The quantity theory, if I recall correctly, focuses on the 'vertical'
component of a currency (see 'A Gen Fram for the Analy. of Curr
and other Comm www.mosler.org).  For example, under a gold standard, if
the available gold was doubled, thereby reducing its 'relative value' all
other
prices might be expected to double.  'Money supply' was defined as the
available gold.  If there was a gold futures contract trading somewhere out
there, the 'open interest' in that contract (the total of the longs or
shorts)
was not considered as part of the 'money supply' for this purpose.

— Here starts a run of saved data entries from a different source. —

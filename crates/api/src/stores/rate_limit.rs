//! Per-client admission control.
//!
//! Each (client, category) pair remembers when its last request was admitted.
//! A request is admitted only when at least the category's minimum interval has
//! passed since then. Rejections never touch the stored timestamp.

use std::{collections::HashMap, fmt, sync::Arc, time::Duration, time::Instant};

use parking_lot::Mutex;

use crate::clock::Clock;

/// Operation class used to pick an independent threshold.
#[derive(Debug, Clone, Copy, PartialEq, Eq, Hash)]
pub enum Category {
    Chat,
    Image,
    Email,
}

impl Category {
    pub fn as_str(&self) -> &'static str {
        match self {
            Category::Chat => "chat",
            Category::Image => "image",
            Category::Email => "email",
        }
    }
}

impl fmt::Display for Category {
    fn fmt(&self, f: &mut fmt::Formatter<'_>) -> fmt::Result {
        f.write_str(self.as_str())
    }
}

/// Minimum spacing between admitted requests, per category.
#[derive(Debug, Clone, Copy, PartialEq, Eq)]
pub struct RateLimits {
    pub chat: Duration,
    pub image: Duration,
    pub email: Duration,
}

impl RateLimits {
    pub fn interval(&self, category: Category) -> Duration {
        match category {
            Category::Chat => self.chat,
            Category::Image => self.image,
            Category::Email => self.email,
        }
    }

    /// The largest configured interval. Entries idle for longer than this
    /// can no longer cause a rejection.
    pub fn longest(&self) -> Duration {
        self.chat.max(self.image).max(self.email)
    }
}

/// Result of a rate limit check.
#[derive(Debug, Clone, PartialEq, Eq)]
pub enum RateLimitResult {
    /// Admitted; the admission time has been recorded.
    Allowed,
    /// Too soon. `remaining` is always in `(0, interval]`.
    Exceeded { remaining: Duration },
}

impl RateLimitResult {
    #[cfg(test)]
    pub fn is_allowed(&self) -> bool {
        matches!(self, RateLimitResult::Allowed)
    }
}

/// Rate limiter trait for admitting requests.
#[cfg_attr(test, mockall::automock)]
pub trait RateLimiter: Send + Sync {
    /// Check and, if admitted, record a request from `client` in `category`.
    fn check(&self, client: &str, category: Category) -> RateLimitResult;

    /// Remove entries that can no longer reject anything. Returns how many were dropped.
    fn sweep(&self) -> usize;
}

/// In-process implementation of RateLimiter.
pub struct InMemoryRateLimiter {
    limits: RateLimits,
    clock: Arc<dyn Clock>,
    last_admitted: Mutex<HashMap<(String, Category), Instant>>,
}

impl InMemoryRateLimiter {
    pub fn new(limits: RateLimits, clock: Arc<dyn Clock>) -> Self {
        Self {
            limits,
            clock,
            last_admitted: Mutex::new(HashMap::new()),
        }
    }

    /// Category-agnostic gate. The elapsed check and the timestamp update
    /// happen under one guard so concurrent requests cannot both pass.
    pub fn check_and_admit(
        &self,
        client: &str,
        category: Category,
        min_interval: Duration,
    ) -> RateLimitResult {
        let now = self.clock.now();
        let key = (client.to_owned(), category);
        let mut table = self.last_admitted.lock();

        if let Some(last) = table.get(&key) {
            let elapsed = now.saturating_duration_since(*last);
            if elapsed < min_interval {
                return RateLimitResult::Exceeded {
                    remaining: min_interval - elapsed,
                };
            }
        }

        table.insert(key, now);
        RateLimitResult::Allowed
    }

    #[cfg(test)]
    pub fn len(&self) -> usize {
        self.last_admitted.lock().len()
    }
}

impl RateLimiter for InMemoryRateLimiter {
    fn check(&self, client: &str, category: Category) -> RateLimitResult {
        self.check_and_admit(client, category, self.limits.interval(category))
    }

    fn sweep(&self) -> usize {
        let now = self.clock.now();
        let horizon = self.limits.longest();
        let mut table = self.last_admitted.lock();
        let before = table.len();

        table.retain(|_, last| now.saturating_duration_since(*last) < horizon);

        before - table.len()
    }
}
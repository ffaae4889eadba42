use std::time::Duration;

use serde::Deserialize;

use crate::{
    services::{DEFAULT_CHAT_BASE_URL, DEFAULT_IMAGE_BASE_URL},
    stores::RateLimits,
};

/// Environment prefix for every setting, e.g. `GATEWAY_PORT`.
pub const ENV_PREFIX: &str = "GATEWAY_";

#[derive(Clone, Deserialize)]
pub struct Config {
    #[serde(default = "default_host")]
    pub host: String,
    #[serde(default = "default_port")]
    pub port: u16,
    /// Set to "production" for JSON logging, anything else for human-readable.
    #[serde(default)]
    pub env: String,
    /// Comma-separated chat upstream keys. At least one is required.
    pub api_keys: String,
    #[serde(default = "default_chat_base_url")]
    pub chat_base_url: String,
    #[serde(default = "default_chat_model")]
    pub chat_model: String,
    #[serde(default = "default_chat_timeout_secs")]
    pub chat_timeout_secs: u64,
    #[serde(default = "default_image_base_url")]
    pub image_base_url: String,
    #[serde(default = "default_image_timeout_secs")]
    pub image_timeout_secs: u64,
    #[serde(default = "default_image_size")]
    pub image_size: u32,
    #[serde(default = "default_smtp_host")]
    pub smtp_host: String,
    #[serde(default = "default_smtp_port")]
    pub smtp_port: u16,
    /// Sender address, also used as the SMTP login.
    #[serde(default)]
    pub smtp_username: Option<String>,
    #[serde(default)]
    pub smtp_password: Option<String>,
    /// Address that is flagged as privileged after verification.
    #[serde(default)]
    pub privileged_email: Option<String>,
    #[serde(default = "default_rate_limit_chat_secs")]
    pub rate_limit_chat_secs: u64,
    #[serde(default = "default_rate_limit_image_secs")]
    pub rate_limit_image_secs: u64,
    #[serde(default = "default_rate_limit_email_secs")]
    pub rate_limit_email_secs: u64,
    #[serde(default = "default_code_ttl_secs")]
    pub code_ttl_secs: u64,
    #[serde(default = "default_sweep_interval_secs")]
    pub sweep_interval_secs: u64,
    /// Comma-separated CORS origins.
    #[serde(default = "default_allowed_origins")]
    pub allowed_origins: String,
    /// Sentry DSN for error tracking
    #[serde(default)]
    pub sentry_dsn: Option<String>,
    /// Also append plain-text logs to this file.
    #[serde(default)]
    pub log_file: Option<String>,
}

impl Config {
    pub fn from_env() -> Result<Self, envy::Error> {
        envy::prefixed(ENV_PREFIX).from_env::<Config>()
    }

    pub fn is_production(&self) -> bool {
        self.env == "production"
    }

    pub fn rate_limits(&self) -> RateLimits {
        RateLimits {
            chat: Duration::from_secs(self.rate_limit_chat_secs),
            image: Duration::from_secs(self.rate_limit_image_secs),
            email: Duration::from_secs(self.rate_limit_email_secs),
        }
    }

    pub fn chat_timeout(&self) -> Duration {
        Duration::from_secs(self.chat_timeout_secs)
    }

    pub fn image_timeout(&self) -> Duration {
        Duration::from_secs(self.image_timeout_secs)
    }

    pub fn code_ttl(&self) -> Duration {
        Duration::from_secs(self.code_ttl_secs)
    }

    pub fn sweep_interval(&self) -> Duration {
        Duration::from_secs(self.sweep_interval_secs.max(1))
    }

    /// Username and password, when both are set and non-empty.
    pub fn smtp_credentials(&self) -> Option<(&str, &str)> {
        let username = self.smtp_username.as_deref().filter(|u| !u.is_empty())?;
        let password = self.smtp_password.as_deref().filter(|p| !p.is_empty())?;
        Some((username, password))
    }

    pub fn log_file(&self) -> Option<&str> {
        self.log_file.as_deref().map(str::trim).filter(|path| !path.is_empty())
    }

    pub fn allowed_origins(&self) -> Vec<String> {
        self.allowed_origins
            .split(',')
            .map(str::trim)
            .filter(|origin| !origin.is_empty())
            .map(str::to_owned)
            .collect()
    }
}

fn default_host() -> String {
    "127.0.0.1".to_string()
}

fn default_port() -> u16 {
    5000
}

fn default_chat_base_url() -> String {
    DEFAULT_CHAT_BASE_URL.to_string()
}

fn default_chat_model() -> String {
    "gemini-2.5-flash".to_string()
}

fn default_chat_timeout_secs() -> u64 {
    30
}

fn default_image_base_url() -> String {
    DEFAULT_IMAGE_BASE_URL.to_string()
}

fn default_image_timeout_secs() -> u64 {
    60
}

fn default_image_size() -> u32 {
    1024
}

fn default_smtp_host() -> String {
    "smtp.gmail.com".to_string()
}

fn default_smtp_port() -> u16 {
    465
}

fn default_rate_limit_chat_secs() -> u64 {
    2
}

fn default_rate_limit_image_secs() -> u64 {
    5
}

fn default_rate_limit_email_secs() -> u64 {
    30
}

fn default_code_ttl_secs() -> u64 {
    10 * 60
}

fn default_sweep_interval_secs() -> u64 {
    5 * 60
}

fn default_allowed_origins() -> String {
    "http://localhost:8000".to_string()
}

#[cfg(test)]
mod tests {
    use super::*;

    fn from_pairs(pairs: &[(&str, &str)]) -> Result<Config, envy::Error> {
        envy::prefixed(ENV_PREFIX).from_iter(
            pairs
                .iter()
                .map(|(k, v)| (format!("{}{}", ENV_PREFIX, k), v.to_string())),
        )
    }

    #[test]
    fn defaults_apply_when_only_keys_are_set() {
        let config = from_pairs(&[("API_KEYS", "k1,k2")]).unwrap();

        assert_eq!(config.port, 5000);
        assert_eq!(config.host, "127.0.0.1");
        assert_eq!(
            config.rate_limits(),
            RateLimits {
                chat: Duration::from_secs(2),
                image: Duration::from_secs(5),
                email: Duration::from_secs(30),
            }
        );
        assert_eq!(config.code_ttl(), Duration::from_secs(600));
        assert_eq!(config.chat_timeout(), Duration::from_secs(30));
        assert_eq!(config.image_timeout(), Duration::from_secs(60));
        assert_eq!(config.allowed_origins(), vec!["http://localhost:8000"]);
        assert!(config.smtp_credentials().is_none());
        assert!(config.log_file().is_none());
    }

    #[test]
    fn log_file_is_optional_and_trimmed() {
        let config = from_pairs(&[("API_KEYS", "k1"), ("LOG_FILE", " backend.log ")]).unwrap();
        assert_eq!(config.log_file(), Some("backend.log"));

        let config = from_pairs(&[("API_KEYS", "k1"), ("LOG_FILE", "")]).unwrap();
        assert!(config.log_file().is_none());
    }

    #[test]
    fn missing_keys_fail_to_load() {
        assert!(from_pairs(&[("PORT", "8080")]).is_err());
    }

    #[test]
    fn overrides_are_parsed() {
        let config = from_pairs(&[
            ("API_KEYS", "k1"),
            ("PORT", "8080"),
            ("RATE_LIMIT_CHAT_SECS", "7"),
            ("SMTP_USERNAME", "bot@example.com"),
            ("SMTP_PASSWORD", "pw"),
            ("ALLOWED_ORIGINS", "https://a.example, https://b.example,"),
            ("ENV", "production"),
        ])
        .unwrap();

        assert_eq!(config.port, 8080);
        assert_eq!(config.rate_limits().chat, Duration::from_secs(7));
        assert_eq!(config.smtp_credentials(), Some(("bot@example.com", "pw")));
        assert_eq!(
            config.allowed_origins(),
            vec!["https://a.example", "https://b.example"]
        );
        assert!(config.is_production());
    }

    #[test]
    fn blank_smtp_password_counts_as_unset() {
        let config = from_pairs(&[
            ("API_KEYS", "k1"),
            ("SMTP_USERNAME", "bot@example.com"),
            ("SMTP_PASSWORD", ""),
        ])
        .unwrap();

        assert!(config.smtp_credentials().is_none());
    }
}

With the $US, this concept of the 'quantity of money' would be represented
by
the cumulative deficit spending of the government of issue.  The components
are
bank reserves, currency in circulation, and tsy secs outstanding.  Further,
we know this total to be classified as 'net nominal wealth.'  With govt.
spending at
'market' prices, I think we all would agree that sufficiently increasing
govt. deficit
spending will result in some upward bias on prices (particularly when
assuming we are
at or near 'full employment').

That being said, what today are often called components of 'money supply'
are
actually expressions of 'open interest,' such as bank deposits.  As such,
they
do not 'qualify' as 'money' under 'quantity theory.'

'A Geneneral Framework for the Analysis of Currencies
and other Commodities' at  www.mosler.org has more on this as well.

w

ps  Who would have thought I'd be 'defending' quantity theory on this
list...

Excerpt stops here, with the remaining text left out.